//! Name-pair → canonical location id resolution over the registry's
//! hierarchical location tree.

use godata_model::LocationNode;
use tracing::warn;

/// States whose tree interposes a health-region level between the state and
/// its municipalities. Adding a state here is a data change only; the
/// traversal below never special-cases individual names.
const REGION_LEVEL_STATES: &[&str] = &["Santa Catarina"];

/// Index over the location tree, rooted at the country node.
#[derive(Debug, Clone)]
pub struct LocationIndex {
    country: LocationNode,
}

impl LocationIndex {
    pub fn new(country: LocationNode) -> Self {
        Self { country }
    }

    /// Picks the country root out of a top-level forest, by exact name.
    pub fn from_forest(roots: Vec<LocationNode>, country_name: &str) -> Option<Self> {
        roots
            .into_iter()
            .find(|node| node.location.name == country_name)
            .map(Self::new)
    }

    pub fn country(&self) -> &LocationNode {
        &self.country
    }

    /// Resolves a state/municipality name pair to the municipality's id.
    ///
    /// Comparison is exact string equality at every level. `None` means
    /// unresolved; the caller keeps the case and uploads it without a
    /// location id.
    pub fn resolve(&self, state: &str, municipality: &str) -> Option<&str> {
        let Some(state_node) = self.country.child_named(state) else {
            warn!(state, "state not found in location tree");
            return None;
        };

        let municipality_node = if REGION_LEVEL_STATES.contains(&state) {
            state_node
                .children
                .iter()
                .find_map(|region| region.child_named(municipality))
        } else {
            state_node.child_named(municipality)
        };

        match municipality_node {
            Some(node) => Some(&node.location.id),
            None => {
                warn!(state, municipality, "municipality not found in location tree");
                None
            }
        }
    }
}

※ ※ ※

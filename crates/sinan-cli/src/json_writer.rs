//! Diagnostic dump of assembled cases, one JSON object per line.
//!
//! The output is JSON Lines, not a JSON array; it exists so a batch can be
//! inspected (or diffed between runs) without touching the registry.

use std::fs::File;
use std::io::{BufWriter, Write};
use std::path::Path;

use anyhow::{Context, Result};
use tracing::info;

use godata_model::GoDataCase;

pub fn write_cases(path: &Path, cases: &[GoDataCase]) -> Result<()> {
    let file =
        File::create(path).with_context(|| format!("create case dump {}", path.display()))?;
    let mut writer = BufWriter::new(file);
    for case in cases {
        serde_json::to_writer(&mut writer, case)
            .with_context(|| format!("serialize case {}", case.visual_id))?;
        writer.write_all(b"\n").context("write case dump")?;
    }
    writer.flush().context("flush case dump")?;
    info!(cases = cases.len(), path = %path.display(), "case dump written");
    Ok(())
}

※ ※ ※

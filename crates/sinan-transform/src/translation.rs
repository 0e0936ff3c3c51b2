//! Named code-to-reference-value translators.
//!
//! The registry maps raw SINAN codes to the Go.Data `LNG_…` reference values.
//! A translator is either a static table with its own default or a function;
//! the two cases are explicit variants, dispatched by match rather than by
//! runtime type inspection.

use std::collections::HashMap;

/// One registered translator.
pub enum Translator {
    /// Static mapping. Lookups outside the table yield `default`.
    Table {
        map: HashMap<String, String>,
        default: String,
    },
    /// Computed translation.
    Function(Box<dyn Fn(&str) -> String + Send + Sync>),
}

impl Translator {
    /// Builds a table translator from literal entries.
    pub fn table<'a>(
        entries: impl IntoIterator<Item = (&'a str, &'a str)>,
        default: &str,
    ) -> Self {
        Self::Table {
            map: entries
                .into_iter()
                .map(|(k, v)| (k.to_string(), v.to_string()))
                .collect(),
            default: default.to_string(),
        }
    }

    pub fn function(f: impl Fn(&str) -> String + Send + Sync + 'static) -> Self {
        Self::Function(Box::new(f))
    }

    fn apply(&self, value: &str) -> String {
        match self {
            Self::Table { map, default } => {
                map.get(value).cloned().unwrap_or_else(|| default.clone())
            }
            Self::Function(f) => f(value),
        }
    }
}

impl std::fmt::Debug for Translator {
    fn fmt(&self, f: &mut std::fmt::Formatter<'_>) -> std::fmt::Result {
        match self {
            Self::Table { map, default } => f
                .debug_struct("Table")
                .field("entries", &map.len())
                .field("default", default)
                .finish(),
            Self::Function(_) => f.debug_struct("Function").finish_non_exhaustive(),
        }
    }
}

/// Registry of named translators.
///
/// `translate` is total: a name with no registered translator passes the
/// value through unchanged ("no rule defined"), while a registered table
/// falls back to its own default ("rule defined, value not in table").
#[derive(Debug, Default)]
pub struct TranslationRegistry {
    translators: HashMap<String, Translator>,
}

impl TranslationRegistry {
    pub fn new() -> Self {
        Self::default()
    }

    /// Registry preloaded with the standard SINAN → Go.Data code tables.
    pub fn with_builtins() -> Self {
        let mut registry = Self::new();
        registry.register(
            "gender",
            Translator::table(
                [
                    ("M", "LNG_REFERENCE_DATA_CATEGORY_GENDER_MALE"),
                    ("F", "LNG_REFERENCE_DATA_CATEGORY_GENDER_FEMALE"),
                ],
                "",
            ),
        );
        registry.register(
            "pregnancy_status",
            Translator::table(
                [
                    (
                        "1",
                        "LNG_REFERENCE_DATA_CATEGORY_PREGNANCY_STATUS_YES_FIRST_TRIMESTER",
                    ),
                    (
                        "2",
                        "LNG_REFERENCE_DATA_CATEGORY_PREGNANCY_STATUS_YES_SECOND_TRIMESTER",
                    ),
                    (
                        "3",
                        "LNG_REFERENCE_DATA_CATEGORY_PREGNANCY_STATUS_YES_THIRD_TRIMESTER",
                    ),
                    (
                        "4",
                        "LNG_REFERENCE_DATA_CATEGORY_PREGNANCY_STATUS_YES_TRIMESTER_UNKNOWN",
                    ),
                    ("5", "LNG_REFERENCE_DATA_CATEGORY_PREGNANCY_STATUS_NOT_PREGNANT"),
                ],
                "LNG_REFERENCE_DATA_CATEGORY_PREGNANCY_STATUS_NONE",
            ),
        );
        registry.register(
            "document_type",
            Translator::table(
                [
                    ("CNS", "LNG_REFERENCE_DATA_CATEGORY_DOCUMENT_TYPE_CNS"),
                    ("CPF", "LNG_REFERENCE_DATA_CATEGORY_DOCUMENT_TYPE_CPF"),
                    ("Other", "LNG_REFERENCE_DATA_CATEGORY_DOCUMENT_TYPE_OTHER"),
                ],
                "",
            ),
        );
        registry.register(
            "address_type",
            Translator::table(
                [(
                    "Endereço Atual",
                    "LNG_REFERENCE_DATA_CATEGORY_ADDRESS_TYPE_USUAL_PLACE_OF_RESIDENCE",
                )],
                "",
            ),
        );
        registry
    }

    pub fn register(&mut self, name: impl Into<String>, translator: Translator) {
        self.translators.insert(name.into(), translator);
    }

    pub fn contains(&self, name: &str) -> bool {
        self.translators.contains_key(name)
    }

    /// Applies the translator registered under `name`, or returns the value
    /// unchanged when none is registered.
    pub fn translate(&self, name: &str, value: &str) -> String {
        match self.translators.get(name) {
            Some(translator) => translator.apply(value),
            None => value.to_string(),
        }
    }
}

※ ※ ※

** Task objective **
A single number is expected: how many lines in the material above contain the word "GoDataCase".

** Solved problem **
2